Activity: Would you reproduce exactly the lines below from the one holding "pub enum ConnectionError" through the one holding "string parsing error", inclusive, and no others?

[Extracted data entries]

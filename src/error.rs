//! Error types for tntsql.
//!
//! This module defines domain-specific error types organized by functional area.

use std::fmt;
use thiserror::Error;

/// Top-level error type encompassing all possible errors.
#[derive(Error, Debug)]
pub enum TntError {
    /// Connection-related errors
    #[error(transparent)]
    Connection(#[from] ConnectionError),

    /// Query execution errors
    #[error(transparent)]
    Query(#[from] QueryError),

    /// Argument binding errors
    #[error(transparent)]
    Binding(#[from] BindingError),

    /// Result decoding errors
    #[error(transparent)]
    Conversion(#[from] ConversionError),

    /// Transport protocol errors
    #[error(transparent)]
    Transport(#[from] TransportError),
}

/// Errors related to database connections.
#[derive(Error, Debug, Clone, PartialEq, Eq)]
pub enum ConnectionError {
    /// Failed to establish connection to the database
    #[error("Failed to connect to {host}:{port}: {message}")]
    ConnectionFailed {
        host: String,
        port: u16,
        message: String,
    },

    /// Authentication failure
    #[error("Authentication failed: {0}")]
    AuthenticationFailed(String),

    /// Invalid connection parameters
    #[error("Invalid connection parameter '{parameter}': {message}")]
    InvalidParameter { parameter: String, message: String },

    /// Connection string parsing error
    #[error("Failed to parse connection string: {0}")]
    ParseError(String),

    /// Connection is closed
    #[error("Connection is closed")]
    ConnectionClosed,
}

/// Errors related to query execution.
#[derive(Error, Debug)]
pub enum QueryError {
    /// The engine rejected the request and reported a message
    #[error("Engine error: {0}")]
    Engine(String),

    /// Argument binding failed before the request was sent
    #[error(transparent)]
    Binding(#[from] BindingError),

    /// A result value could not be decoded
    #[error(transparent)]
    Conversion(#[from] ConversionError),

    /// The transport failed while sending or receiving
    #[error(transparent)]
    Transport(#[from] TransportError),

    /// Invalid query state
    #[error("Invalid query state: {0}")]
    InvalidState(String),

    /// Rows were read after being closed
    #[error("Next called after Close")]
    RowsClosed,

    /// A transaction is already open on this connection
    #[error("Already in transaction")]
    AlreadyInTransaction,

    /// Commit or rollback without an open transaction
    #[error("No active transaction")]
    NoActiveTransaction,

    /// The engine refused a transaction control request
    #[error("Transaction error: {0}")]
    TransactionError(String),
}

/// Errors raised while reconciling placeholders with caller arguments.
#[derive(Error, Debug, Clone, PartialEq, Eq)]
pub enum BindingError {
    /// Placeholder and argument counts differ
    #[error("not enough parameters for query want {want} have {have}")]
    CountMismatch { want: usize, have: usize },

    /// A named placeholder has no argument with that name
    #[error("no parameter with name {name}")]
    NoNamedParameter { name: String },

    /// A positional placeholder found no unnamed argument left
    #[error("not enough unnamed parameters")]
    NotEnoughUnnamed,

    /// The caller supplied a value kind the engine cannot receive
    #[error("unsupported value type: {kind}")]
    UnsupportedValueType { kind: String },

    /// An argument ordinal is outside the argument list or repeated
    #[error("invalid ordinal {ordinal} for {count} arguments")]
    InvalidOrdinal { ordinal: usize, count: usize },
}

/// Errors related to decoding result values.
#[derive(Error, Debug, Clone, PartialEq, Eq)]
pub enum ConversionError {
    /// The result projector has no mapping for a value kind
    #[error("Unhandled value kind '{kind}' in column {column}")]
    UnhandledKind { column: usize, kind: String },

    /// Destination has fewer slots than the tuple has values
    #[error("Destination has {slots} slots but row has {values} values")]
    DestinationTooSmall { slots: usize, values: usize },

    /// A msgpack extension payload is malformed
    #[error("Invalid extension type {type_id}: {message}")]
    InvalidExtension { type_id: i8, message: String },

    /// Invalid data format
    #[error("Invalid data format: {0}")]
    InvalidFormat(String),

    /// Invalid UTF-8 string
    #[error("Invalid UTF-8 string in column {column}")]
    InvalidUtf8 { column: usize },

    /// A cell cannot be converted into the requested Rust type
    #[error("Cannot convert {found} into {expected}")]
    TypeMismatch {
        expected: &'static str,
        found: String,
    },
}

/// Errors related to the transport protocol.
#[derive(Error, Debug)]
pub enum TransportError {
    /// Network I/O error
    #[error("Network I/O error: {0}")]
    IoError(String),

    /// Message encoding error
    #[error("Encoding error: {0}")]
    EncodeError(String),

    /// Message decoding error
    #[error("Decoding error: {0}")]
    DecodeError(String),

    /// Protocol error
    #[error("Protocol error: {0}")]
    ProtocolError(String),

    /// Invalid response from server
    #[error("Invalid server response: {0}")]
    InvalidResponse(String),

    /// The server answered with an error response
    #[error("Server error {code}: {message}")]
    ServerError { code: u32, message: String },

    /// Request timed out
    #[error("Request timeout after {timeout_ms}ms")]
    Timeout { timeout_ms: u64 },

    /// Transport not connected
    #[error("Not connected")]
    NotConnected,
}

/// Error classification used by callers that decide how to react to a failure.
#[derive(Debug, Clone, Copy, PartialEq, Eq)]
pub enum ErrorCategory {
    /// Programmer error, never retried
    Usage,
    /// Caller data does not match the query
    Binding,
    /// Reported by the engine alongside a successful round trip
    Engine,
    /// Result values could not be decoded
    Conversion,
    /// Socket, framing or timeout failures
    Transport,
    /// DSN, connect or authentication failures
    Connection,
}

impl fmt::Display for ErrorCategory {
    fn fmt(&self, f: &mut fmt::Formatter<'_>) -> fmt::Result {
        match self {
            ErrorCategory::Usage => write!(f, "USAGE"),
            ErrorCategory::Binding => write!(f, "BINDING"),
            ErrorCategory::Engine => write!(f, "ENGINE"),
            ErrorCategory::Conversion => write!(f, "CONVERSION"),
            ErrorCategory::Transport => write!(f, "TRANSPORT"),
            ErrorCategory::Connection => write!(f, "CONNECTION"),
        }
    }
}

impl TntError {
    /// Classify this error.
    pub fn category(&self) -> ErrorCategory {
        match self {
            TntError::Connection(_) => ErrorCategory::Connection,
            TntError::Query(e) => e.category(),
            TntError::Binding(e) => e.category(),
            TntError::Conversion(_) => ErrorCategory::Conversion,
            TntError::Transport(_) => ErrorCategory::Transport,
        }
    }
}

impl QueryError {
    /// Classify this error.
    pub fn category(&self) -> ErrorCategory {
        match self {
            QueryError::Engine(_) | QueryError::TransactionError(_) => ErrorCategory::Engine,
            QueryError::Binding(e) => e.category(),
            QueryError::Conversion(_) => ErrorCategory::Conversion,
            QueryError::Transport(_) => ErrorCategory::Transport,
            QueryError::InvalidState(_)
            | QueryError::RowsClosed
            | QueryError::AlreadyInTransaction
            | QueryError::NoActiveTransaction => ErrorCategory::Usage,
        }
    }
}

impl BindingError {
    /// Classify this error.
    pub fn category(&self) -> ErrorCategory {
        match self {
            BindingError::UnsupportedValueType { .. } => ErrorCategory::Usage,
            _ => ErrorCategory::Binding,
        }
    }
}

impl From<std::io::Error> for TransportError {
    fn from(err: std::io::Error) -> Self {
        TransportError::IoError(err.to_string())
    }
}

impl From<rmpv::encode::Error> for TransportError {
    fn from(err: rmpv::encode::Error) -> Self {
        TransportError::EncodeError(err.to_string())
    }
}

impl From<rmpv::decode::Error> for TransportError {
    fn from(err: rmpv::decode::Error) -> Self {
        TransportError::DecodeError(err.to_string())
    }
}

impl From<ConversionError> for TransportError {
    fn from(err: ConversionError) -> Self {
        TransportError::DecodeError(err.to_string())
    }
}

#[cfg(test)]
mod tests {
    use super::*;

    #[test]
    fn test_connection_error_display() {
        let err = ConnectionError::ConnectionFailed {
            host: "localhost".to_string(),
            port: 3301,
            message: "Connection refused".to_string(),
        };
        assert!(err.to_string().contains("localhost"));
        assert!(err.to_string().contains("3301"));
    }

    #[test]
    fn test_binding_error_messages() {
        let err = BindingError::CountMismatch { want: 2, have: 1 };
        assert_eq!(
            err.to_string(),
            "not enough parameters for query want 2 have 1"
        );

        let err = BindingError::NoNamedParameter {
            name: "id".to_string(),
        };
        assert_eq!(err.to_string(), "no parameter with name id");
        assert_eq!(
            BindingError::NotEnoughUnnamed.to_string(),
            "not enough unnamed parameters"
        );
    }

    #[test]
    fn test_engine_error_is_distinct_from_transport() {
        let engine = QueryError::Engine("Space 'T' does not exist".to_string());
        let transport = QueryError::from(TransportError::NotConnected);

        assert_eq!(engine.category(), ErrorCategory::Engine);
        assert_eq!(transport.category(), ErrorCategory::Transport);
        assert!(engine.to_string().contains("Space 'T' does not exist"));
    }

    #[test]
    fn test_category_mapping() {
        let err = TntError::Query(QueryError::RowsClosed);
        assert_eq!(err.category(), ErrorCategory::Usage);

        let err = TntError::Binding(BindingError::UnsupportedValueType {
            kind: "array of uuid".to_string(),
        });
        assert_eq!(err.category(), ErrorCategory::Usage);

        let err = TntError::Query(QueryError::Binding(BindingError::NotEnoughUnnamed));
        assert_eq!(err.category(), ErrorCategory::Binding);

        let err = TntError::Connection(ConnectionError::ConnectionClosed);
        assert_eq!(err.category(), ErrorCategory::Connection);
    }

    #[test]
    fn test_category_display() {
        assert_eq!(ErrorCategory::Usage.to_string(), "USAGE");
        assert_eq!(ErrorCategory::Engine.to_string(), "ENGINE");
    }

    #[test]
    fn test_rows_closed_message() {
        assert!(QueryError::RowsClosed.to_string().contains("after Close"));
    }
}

Solution for this problem:
pub enum ConnectionError {
    /// Failed to establish connection to the database
    #[error("Failed to connect to {host}:{port}: {message}")]
    ConnectionFailed {
        host: String,
        port: u16,
        message: String,
    },

    /// Authentication failure
    #[error("Authentication failed: {0}")]
    AuthenticationFailed(String),

    /// Invalid connection parameters
    #[error("Invalid connection parameter '{parameter}': {message}")]
    InvalidParameter { parameter: String, message: String },

    /// Connection string parsing error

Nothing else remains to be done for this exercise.